Systematic evaluation of a panel of 30 synthetic cannabinoid receptor agonists structurally related to MMB‐4en‐PICA, MDMB‐4en‐PINACA, ADB‐4en‐PINACA, and MMB‐4CN‐BUTINACA using a combination of binding and different CB1 receptor activation assays. Part III: The G protein pathway and critical comparison of different assays

The present work is the last of a three‐part study investigating a panel of 30 systematically designed synthetic cannabinoid receptor agonists (SCRAs) including features such as the 4‐pentenyl tail and varying head groups including amides and esters of l ‐valine (MMB, AB), l ‐ tert ‐leucine (ADB), and l ‐phenylalanine (APP), as well as adamantyl (A) and cumyl moieties (CUMYL). Here, we evaluated these SCRAs for their capacity to activate the human cannabinoid receptor 1 (CB 1 ) via indirect measurement of G protein recruitment.

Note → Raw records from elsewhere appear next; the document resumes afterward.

//! Regex-based tokenizer implementation.

use std::sync::Arc;

use regex::Regex;

use super::Tokenizer;
use crate::analysis::token::{Token, TokenStream, TokenType};
use crate::error::{Result, SolaceError};

/// Default pattern: maximal runs of letters, combining marks and digits.
///
/// Every other character (whitespace, punctuation, symbols, emoji) is a
/// token boundary and is dropped.
pub const DEFAULT_PATTERN: &str = r"[\p{L}\p{M}\p{N}]+";

/// A regex-based tokenizer that extracts tokens using regular expressions.
#[derive(Clone, Debug)]
pub struct RegexTokenizer {
    /// The regex pattern used to extract tokens
    pattern: Arc<Regex>,
}

impl RegexTokenizer {
    /// Create a new regex tokenizer with the default pattern.
    pub fn new() -> Result<Self> {
        Self::with_pattern(DEFAULT_PATTERN)
    }

    /// Create a new regex tokenizer with a custom pattern.
    pub fn with_pattern(pattern: &str) -> Result<Self> {
        let regex = Regex::new(pattern)
            .map_err(|e| SolaceError::analysis(format!("Invalid regex pattern: {e}")))?;

        Ok(RegexTokenizer {
            pattern: Arc::new(regex),
        })
    }

    /// Get the regex pattern used by this tokenizer.
    pub fn pattern(&self) -> &str {
        self.pattern.as_str()
    }
}

impl Tokenizer for RegexTokenizer {
    fn tokenize(&self, text: &str) -> Result<TokenStream> {
        let tokens: Vec<Token> = self
            .pattern
            .find_iter(text)
            .filter(|mat| !mat.as_str().is_empty())
            .enumerate()
            .map(|(position, mat)| {
                Token::with_offsets(mat.as_str(), position, mat.start(), mat.end())
                    .with_token_type(TokenType::detect(mat.as_str()))
            })
            .collect();

        Ok(Box::new(tokens.into_iter()))
    }

    fn name(&self) -> &'static str {
        "regex"
    }
}
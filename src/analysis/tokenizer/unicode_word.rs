//! Unicode word tokenizer implementation.
//!
//! Splits text using Unicode word boundary rules (UAX #29) and keeps only
//! segments that contain at least one alphanumeric character. Unlike the
//! regex tokenizer, contractions such as "can't" stay a single token.
//!
//! # Examples
//!
//! ```
//! use solace::analysis::tokenizer::Tokenizer;
//! use solace::analysis::tokenizer::unicode_word::UnicodeWordTokenizer;
//!
//! let tokenizer = UnicodeWordTokenizer::new();
//! let tokens: Vec<_> = tokenizer.tokenize("Hello, world!").unwrap().collect();
//!
//! assert_eq!(tokens[0].text, "Hello");
//! assert_eq!(tokens[1].text, "world");
//! ```

use unicode_segmentation::UnicodeSegmentation;

use crate::analysis::token::{Token, TokenStream, TokenType};
use crate::analysis::tokenizer::Tokenizer;
use crate::error::Result;

/// A tokenizer that splits text on Unicode word boundaries.
#[derive(Clone, Debug, Default)]
pub struct UnicodeWordTokenizer;

impl UnicodeWordTokenizer {
    /// Create a new Unicode word tokenizer.
    pub fn new() -> Self {
        UnicodeWordTokenizer
    }
}

impl Tokenizer for UnicodeWordTokenizer {
    fn tokenize(&self, text: &str) -> Result<TokenStream> {
        let tokens: Vec<Token> = text
            .split_word_bound_indices()
            .filter(|(_, word)| word.chars().any(|c| c.is_alphanumeric()))
            .enumerate()
            .map(|(position, (start, word))| {
                Token::with_offsets(word, position, start, start + word.len())
                    .with_token_type(TokenType::detect(word))
            })
            .collect();

        Ok(Box::new(tokens.into_iter()))
    }

    fn name(&self) -> &'static str {
        "unicode_word"
    }
}

#[cfg(test)]
mod tests {
    use super::*;

    #[test]
    fn test_unicode_word_tokenizer() {
        let tokenizer = UnicodeWordTokenizer::new();
        let tokens: Vec<Token> = tokenizer.tokenize("hello, world!").unwrap().collect();

        assert_eq!(tokens.len(), 2);
        assert_eq!(tokens[0].text, "hello");
        assert_eq!(tokens[1].text, "world");
        assert_eq!(tokens[1].position, 1);
        assert_eq!(tokens[1].start_offset, 7);
    }

    #[test]
    fn test_contractions_stay_whole() {
        let tokenizer = UnicodeWordTokenizer::new();
        let texts: Vec<String> = tokenizer
            .tokenize("I can't sleep")
            .unwrap()
            .map(|t| t.text)
            .collect();

        assert_eq!(texts, vec!["I", "can't", "sleep"]);
    }

    #[test]
    fn test_repeated_words_get_their_own_offsets() {
        let tokenizer = UnicodeWordTokenizer::new();
        let tokens: Vec<Token> = tokenizer.tokenize("so so tired").unwrap().collect();

        assert_eq!(tokens[0].start_offset, 0);
        assert_eq!(tokens[1].start_offset, 3);
    }

    #[test]
    fn test_tokenizer_name() {
        assert_eq!(UnicodeWordTokenizer::new().name(), "unicode_word");
    }
}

Furthermore, we comparatively evaluated the results obtained from three in vitro assays, based on the recruitment of β‐arrestin 2 (βarr2 assay) or Gα i protein (mini‐Gα i assay), or binding of [ 35 S]‐GTPγS. The observed efficacies ( E max ) varied depending on the conducted assay. Statistical analysis suggests that the population means of the relative intrinsic activity (RA i ) significantly differ for the [ 35 S]‐GTPγS assay and the other two assays, but the population means of the βarr2 and mini‐Gα i assays were not statistically different. Our data suggest that differences observed between the βarr2 and mini‐Gα i assays are the best predictor for ‘biased agonism’ towards βarr or G protein recruitment in our study. SCRAs carrying an ADB or MPP moiety as a head group tended to produce elevated E max values in the βarr2 assay, which might result in a tendency of these compounds to cause pronounced tolerance in users—a hypothesis that should be evaluated further by future studies. In general, a comparison of efficacies derived from different assays is difficult and should only be conducted very cautiously.